◆ Your task:
A single number is the answer here: the count of lines in the records below in which the word "SlotLabel" appears.

*** Records supplied

use super::{open_store, print_json};
use crate::cli::args::{FolderArgs, FolderSub, GlobalArgs, OutputFormat};
use crate::exit_codes;

pub fn run(global: &GlobalArgs, args: FolderArgs) -> anyhow::Result<i32> {
    let (_, store) = open_store(global)?;

    match args.cmd {
        FolderSub::List { search, format } => {
            let folders = match search {
                Some(q) => store.search_folders(&q)?,
                None => store.list_folders()?,
            };
            match format {
                OutputFormat::Json => print_json(&folders)?,
                OutputFormat::Text => {
                    for f in &folders {
                        println!("{:>4}  {:<30} {} stories", f.id, f.name, f.story_count);
                    }
                }
            }
        }
        FolderSub::Add { name } => {
            let f = store.create_folder(&name)?;
            println!("Created folder {} ({})", f.id, f.name);
        }
        FolderSub::Rename { id, name } => {
            let f = store.rename_folder(id, &name)?;
            println!("Renamed folder {} to {}", f.id, f.name);
        }
        FolderSub::Delete { id } => {
            let moved = store.delete_folder(id)?;
            println!("Deleted folder {id}; moved {moved} stories to General");
        }
    }
    Ok(exit_codes::SUCCESS)
}
//! HTTP transport for the Truth or Hoax game.
//!
//! [`routes::Router`] maps requests to core operations and is free of any I/O;
//! [`http::serve`] wires it to a hyper 1.x HTTP/1 listener.

pub mod api;
pub mod http;
pub mod routes;
pub mod session;

pub use http::{serve, serve_listener, MAX_BODY_BYTES};
pub use routes::{ApiRequest, ApiResponse, Router};
use super::folders::ensure_filter_impl;
use super::rounds::settle_round_impl;
use crate::errors::GameError;
use crate::model::{FolderFilter, NewResponse, ResponseEvent, SessionId, Tally};
use crate::storage::rows::{response_from_row, RESPONSE_COLUMNS};
use chrono::Utc;
use rusqlite::{params, Connection};

/// Caller owns the transaction; settle and insert must commit together.
pub(crate) fn record_response_impl(
    conn: &Connection,
    r: &NewResponse<'_>,
) -> Result<ResponseEvent, GameError> {
    let answered_at = Utc::now().to_rfc3339();
    settle_round_impl(conn, r.round_token, &answered_at)?;

    conn.execute(
        "INSERT INTO responses (session_id, story_id, choice, is_correct, round_token, answered_at)
         VALUES (?1, ?2, ?3, ?4, ?5, ?6)",
        params![
            r.session_id.as_str(),
            r.story_id,
            r.choice,
            r.is_correct as i32,
            r.round_token,
            answered_at,
        ],
    )?;

    Ok(ResponseEvent {
        input_id: conn.last_insert_rowid(),
        session_id: r.session_id.as_str().to_string(),
        story_id: r.story_id.to_string(),
        choice: r.choice,
        is_correct: r.is_correct,
        round_token: r.round_token.to_string(),
        answered_at,
    })
}

pub(crate) fn session_tally_impl(
    conn: &Connection,
    session: &SessionId,
    filter: FolderFilter,
) -> Result<Tally, GameError> {
    ensure_filter_impl(conn, filter)?;
    let folder = match filter {
        FolderFilter::All => None,
        FolderFilter::Folder(id) => Some(id),
    };
    let (total, correct): (i64, i64) = conn.query_row(
        "SELECT COUNT(*), COALESCE(SUM(r.is_correct), 0)
         FROM responses r
         JOIN stories s ON s.id = r.story_id
         WHERE r.session_id = ?1 AND (?2 IS NULL OR s.folder_id = ?2)",
        params![session.as_str(), folder],
        |row| Ok((row.get(0)?, row.get(1)?)),
    )?;
    Ok(Tally {
        total: total as u64,
        correct: correct as u64,
    })
}

pub(crate) fn story_tally_impl(conn: &Connection, story_id: &str) -> Result<Tally, GameError> {
    let (total, correct): (i64, i64) = conn.query_row(
        "SELECT COUNT(*), COALESCE(SUM(is_correct), 0) FROM responses WHERE story_id = ?1",
        [story_id],
        |row| Ok((row.get(0)?, row.get(1)?)),
    )?;
    Ok(Tally {
        total: total as u64,
        correct: correct as u64,
    })
}

pub(crate) fn count_for_story_impl(conn: &Connection, story_id: &str) -> Result<u64, GameError> {
    let n: i64 = conn.query_row(
        "SELECT COUNT(*) FROM responses WHERE story_id = ?1",
        [story_id],
        |row| row.get(0),
    )?;
    Ok(n as u64)
}

pub(crate) fn session_history_impl(
    conn: &Connection,
    session: &SessionId,
) -> Result<Vec<ResponseEvent>, GameError> {
    let mut stmt = conn.prepare(&format!(
        "SELECT {RESPONSE_COLUMNS} FROM responses WHERE session_id = ?1 ORDER BY input_id ASC"
    ))?;
    let rows = stmt
        .query_map([session.as_str()], response_from_row)?
        .collect::<Result<Vec<_>, _>>()?;
    Ok(rows)
}
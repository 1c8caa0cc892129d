use crate::errors::GameError;
use crate::model::{ResponseEvent, RoundTicket, SlotLabel, Story};
use rusqlite::types::{FromSql, FromSqlError, FromSqlResult, ToSql, ToSqlOutput, ValueRef};
use rusqlite::Row;

pub(crate) const STORY_COLUMNS: &str =
    "id, folder_id, event, introduction, true_version, fake_version, explanation, hint";

pub(crate) const RESPONSE_COLUMNS: &str =
    "input_id, session_id, story_id, choice, is_correct, round_token, answered_at";

impl ToSql for SlotLabel {
    fn to_sql(&self) -> rusqlite::Result<ToSqlOutput<'_>> {
        Ok(ToSqlOutput::from(self.as_str()))
    }
}

impl FromSql for SlotLabel {
    fn column_result(value: ValueRef<'_>) -> FromSqlResult<Self> {
        let raw = value.as_str()?;
        SlotLabel::parse(raw).map_err(|e: GameError| FromSqlError::Other(Box::new(e)))
    }
}

pub(crate) fn story_from_row(row: &Row<'_>) -> rusqlite::Result<Story> {
    Ok(Story {
        id: row.get(0)?,
        folder_id: row.get(1)?,
        event: row.get(2)?,
        introduction: row.get(3)?,
        true_version: row.get(4)?,
        fake_version: row.get(5)?,
        explanation: row.get(6)?,
        hint: row.get(7)?,
    })
}

pub(crate) fn response_from_row(row: &Row<'_>) -> rusqlite::Result<ResponseEvent> {
    Ok(ResponseEvent {
        input_id: row.get(0)?,
        session_id: row.get(1)?,
        story_id: row.get(2)?,
        choice: row.get(3)?,
        is_correct: row.get::<_, i64>(4)? != 0,
        round_token: row.get(5)?,
        answered_at: row.get(6)?,
    })
}

pub(crate) fn round_from_row(row: &Row<'_>) -> rusqlite::Result<RoundTicket> {
    let answered_at: Option<String> = row.get(4)?;
    Ok(RoundTicket {
        round_token: row.get(0)?,
        story_id: row.get(1)?,
        true_slot: row.get(2)?,
        issued_at: row.get(3)?,
        answered: answered_at.is_some(),
    })
}

/// Numeric suffix of an `S<n>` story id.
pub(crate) fn story_seq(story_id: &str) -> Option<i64> {
    story_id
        .strip_prefix('S')
        .and_then(|n| n.parse::<i64>().ok())
        .filter(|n| *n > 0)
}
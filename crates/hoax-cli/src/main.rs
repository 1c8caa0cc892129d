use clap::Parser;
use tracing_subscriber::EnvFilter;

mod cli;
pub mod exit_codes;

use cli::args::{Cli, LogFormat};
use cli::commands::dispatch;

#[tokio::main(flavor = "multi_thread")]
async fn main() {
    let cli = Cli::parse();
    init_tracing(cli.global.log_format);
    let code = match dispatch(cli).await {
        Ok(code) => code,
        Err(e) => {
            eprintln!("error: {e:#}");
            exit_codes::for_error(&e)
        }
    };
    std::process::exit(code);
}

/// Logs go to stderr so command output on stdout stays machine-readable.
fn init_tracing(format: LogFormat) {
    let filter = EnvFilter::try_from_default_env().unwrap_or_else(|_| EnvFilter::new("info"));
    let builder = tracing_subscriber::fmt()
        .with_env_filter(filter)
        .with_writer(std::io::stderr);
    match format {
        LogFormat::Text => builder.init(),
        LogFormat::Json => builder.json().init(),
    }
}
use crate::errors::GameError;
use crate::model::RoundTicket;
use crate::storage::rows::round_from_row;
use rusqlite::{params, Connection, OptionalExtension};

pub(crate) fn open_round_impl(conn: &Connection, ticket: &RoundTicket) -> Result<(), GameError> {
    conn.execute(
        "INSERT INTO rounds (round_token, story_id, true_slot, issued_at)
         VALUES (?1, ?2, ?3, ?4)",
        params![
            ticket.round_token,
            ticket.story_id,
            ticket.true_slot,
            ticket.issued_at,
        ],
    )?;
    Ok(())
}

pub(crate) fn get_round_impl(
    conn: &Connection,
    round_token: &str,
) -> Result<Option<RoundTicket>, GameError> {
    let ticket = conn
        .query_row(
            "SELECT round_token, story_id, true_slot, issued_at, answered_at
             FROM rounds WHERE round_token = ?1",
            [round_token],
            round_from_row,
        )
        .optional()?;
    Ok(ticket)
}

/// Drop unanswered rounds issued before `issued_before` (RFC 3339).
///
/// Answered rounds are kept: their responses reference them.
pub(crate) fn expire_rounds_impl(
    conn: &Connection,
    issued_before: &str,
) -> Result<u64, GameError> {
    let removed = conn.execute(
        "DELETE FROM rounds WHERE answered_at IS NULL AND issued_at < ?1",
        [issued_before],
    )?;
    Ok(removed as u64)
}

/// Mark a round answered. Only the first caller wins.
pub(crate) fn settle_round_impl(
    conn: &Connection,
    round_token: &str,
    answered_at: &str,
) -> Result<(), GameError> {
    let changed = conn.execute(
        "UPDATE rounds SET answered_at = ?1
         WHERE round_token = ?2 AND answered_at IS NULL",
        params![answered_at, round_token],
    )?;
    if changed == 1 {
        return Ok(());
    }
    match get_round_impl(conn, round_token)? {
        Some(_) => Err(GameError::RoundAlreadyAnswered {
            round_token: round_token.to_string(),
        }),
        None => Err(GameError::RoundNotFound {
            round_token: round_token.to_string(),
        }),
    }
}
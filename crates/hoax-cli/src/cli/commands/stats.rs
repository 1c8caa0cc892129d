use super::{open_store, print_json};
use crate::cli::args::{GlobalArgs, OutputFormat, StatsArgs, StatsSub};
use crate::exit_codes;
use hoax_core::{FolderFilter, SessionId, StatsAggregator};

pub fn run(global: &GlobalArgs, args: StatsArgs) -> anyhow::Result<i32> {
    let (_, store) = open_store(global)?;
    let agg = StatsAggregator::new(&store);

    match args.cmd {
        StatsSub::Session {
            session_id,
            folder,
            format,
        } => {
            let session = SessionId::new(session_id)?;
            let stats = agg.session_stats(&session, FolderFilter::parse(folder.as_deref())?)?;
            match format {
                OutputFormat::Json => print_json(&stats)?,
                OutputFormat::Text => println!(
                    "Session {}: {}/{} correct ({:.2}%)",
                    session, stats.correct, stats.total, stats.accuracy
                ),
            }
        }
        StatsSub::Stories { folder, format } => {
            let stats = agg.story_stats(FolderFilter::parse(folder.as_deref())?)?;
            match format {
                OutputFormat::Json => print_json(&stats)?,
                OutputFormat::Text => {
                    println!("{:<6} {:>8} {:>8} {:>9}  EVENT", "ID", "ATTEMPTS", "CORRECT", "ACCURACY");
                    for s in &stats {
                        println!(
                            "{:<6} {:>8} {:>8} {:>8.2}%  {}",
                            s.story_id, s.total_attempts, s.correct, s.accuracy, s.event
                        );
                    }
                }
            }
        }
    }
    Ok(exit_codes::SUCCESS)
}
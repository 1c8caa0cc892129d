mod rows;
pub mod schema;
pub mod store;

mod store_internal;

pub use schema::GAME_SCHEMA;
pub use store::{DeletedStory, Store};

******

◆ The completed task:
4